Agent of Chaos
Rick Santorum, wearing an azure sweater-vest, sat down on his pyrite throne, clasped his hands together, and grinned. There was nothing the world could do to stop him from having the best day he would ever have, and everything about that made him giddy. As he picked up a slice of apple pie with his hands and shoved it into his mouth, he felt like doing nothing more than laughing. He didn’t, of course, because then he would have choked, but it took a great effort to avoid cackling. Once he swallowed the pie, he wiped his mouth with an American flag-patterned handkerchief and turned on the television in front of him.
On the screen was a local news station, interviewing the common people. Rick chortled at those with no influence over anyone’s lives but their own, or maybe their families if they were lucky. He couldn’t comprehend what the anchor was actually saying in his sing-songy newscaster inflection, but it didn’t matter to Rick. Rather, it was an opportunity for madness that had just presented itself, and he would do no less than seize it like the police would a kilogram of crack cocaine in the trunk of the Minority Whip’s car (AKA the Minority Whip).
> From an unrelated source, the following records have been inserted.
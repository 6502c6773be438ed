//! # Reporting Module / 报告模块
//!
//! This module prints the end-of-run summary and the environment overview
//! to the console, in colour and with internationalization support.
//!
//! 此模块在控制台打印运行结束时的摘要和环境概览，支持颜色和国际化。

pub mod console;

// Re-export common reporting functions
pub use console::{print_environment, print_summary};
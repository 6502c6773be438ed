//! # Env Command Module / Env 命令模块
//!
//! Prints the environment the `test` command would use.
//!
//! 打印 `test` 命令将使用的环境。

use anyhow::Result;

use crate::core::environment::ZenDevEnvironment;
use crate::infra::fs::expand_path;
use crate::reporting::print_environment;

pub fn execute(config: &str) -> Result<()> {
    let env = ZenDevEnvironment::load(&expand_path(config)?)?;
    print_environment(&env);
    Ok(())
}
//! # Commands Module / 命令模块
//!
//! One module per subcommand of the zendev CLI.
//!
//! zendev CLI 的每个子命令对应一个模块。

pub mod env;
//! # Mount Composer / 挂载组合器
//!
//! Decides which host directories are bound into the test container, and
//! where, for each kind of target.
//!
//! 为每种目标决定将哪些宿主机目录绑定到测试容器中的什么位置。

use anyhow::Result;
use std::collections::BTreeMap;
use std::path::{Path, PathBuf};

use crate::core::environment::{HOME, SRCROOT, ZENHOME, ZenDevEnvironment};
use crate::core::models::OrchestrationError;

pub const CONTAINER_SRC: &str = "/mnt/src";
pub const CONTAINER_BUILD: &str = "/mnt/build";
pub const CONTAINER_MAVEN_CACHE: &str = "/home/zenoss/.m2";
pub const CONTAINER_VAR_ZENOSS: &str = "/var/zenoss";
pub const CONTAINER_ZENHOME: &str = "/opt/zenoss";

/// Which family of container the mounts are for.
/// 挂载所服务的容器族。
#[derive(Debug, Clone, Copy, PartialEq, Eq)]
pub enum MountKind {
    /// Tests in the freshly built `zendev_test` image.
    Generic,
    /// Tests in a prebuilt product image; also needs the installed product.
    ProductImage,
    /// ZEP tests.
    MessageSubsystem,
}

/// Host path to container path bindings.
///
/// Iteration is ordered by host path, so the generated command line is
/// stable. A host path can be bound to only one container path.
///
/// 宿主机路径到容器路径的绑定。
/// 按宿主机路径有序迭代，因此生成的命令行是稳定的。一个宿主机路径只能绑定到一个容器路径。
#[derive(Debug, Clone, Default, PartialEq, Eq)]
pub struct MountMap {
    entries: BTreeMap<PathBuf, String>,
}

impl MountMap {
    pub fn new() -> Self {
        Self::default()
    }

    /// Adds a binding. Re-adding an identical binding is a no-op; binding an
    /// already mounted host path somewhere else is a
    /// [`OrchestrationError::MountConflict`].
    pub fn insert(&mut self, host: impl Into<PathBuf>, container: impl Into<String>) -> Result<()> {
        let host = host.into();
        let container = container.into();
        match self.entries.get(&host) {
            Some(existing) if *existing == container => Ok(()),
            Some(existing) => Err(OrchestrationError::MountConflict {
                host,
                existing: existing.clone(),
                requested: container,
            }
            .into()),
            None => {
                self.entries.insert(host, container);
                Ok(())
            }
        }
    }

    pub fn get(&self, host: &Path) -> Option<&str> {
        self.entries.get(host).map(String::as_str)
    }

    pub fn iter(&self) -> impl Iterator<Item = (&Path, &str)> {
        self.entries
            .iter()
            .map(|(host, container)| (host.as_path(), container.as_str()))
    }

    /// `host:container` volume specifications, in iteration order.
    pub fn volume_specs(&self) -> Vec<String> {
        self.iter()
            .map(|(host, container)| format!("{}:{}", host.display(), container))
            .collect()
    }
}

/// Builds the mounts for `kind`. The environment is only read, and every call
/// returns a new map.
///
/// | kind               | mounts                                                          |
/// |--------------------|-----------------------------------------------------------------|
/// | `Generic`          | SRCROOT, build root, HOME as maven cache, var_zenoss            |
/// | `ProductImage`     | `Generic` plus ZENHOME                                          |
/// | `MessageSubsystem` | SRCROOT, build root, HOME/.m2 as maven cache, ZENHOME           |
///
/// 为 `kind` 构建挂载。环境只会被读取，每次调用都返回新的映射。
pub fn compose(env: &ZenDevEnvironment, kind: MountKind) -> Result<MountMap> {
    let mut mounts = MountMap::new();
    mounts.insert(env.path_var(SRCROOT)?, CONTAINER_SRC)?;
    mounts.insert(env.build_root(), CONTAINER_BUILD)?;

    match kind {
        MountKind::Generic | MountKind::ProductImage => {
            mounts.insert(env.path_var(HOME)?, CONTAINER_MAVEN_CACHE)?;
            mounts.insert(env.var_zenoss(), CONTAINER_VAR_ZENOSS)?;
            if kind == MountKind::ProductImage {
                mounts.insert(env.path_var(ZENHOME)?, CONTAINER_ZENHOME)?;
            }
        }
        MountKind::MessageSubsystem => {
            mounts.insert(env.path_var(HOME)?.join(".m2"), CONTAINER_MAVEN_CACHE)?;
            mounts.insert(env.path_var(ZENHOME)?, CONTAINER_ZENHOME)?;
        }
    }

    Ok(mounts)
}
The woman being interviewed currently seemed like a good target. Her hair was straight out of 1987, like the mom from Troll 2, and she looked to be exactly the type of woman who would share image macros of Obama caricatures on her Facebook. Rick teleported himself behind her, and let the camera capture his elegant, yet rugged, visage. She continued to prattle on as if her words meant anything in the grand scheme of existence, but Rick merely had to gaze into the camera for a moment, and she quickly realized he was there.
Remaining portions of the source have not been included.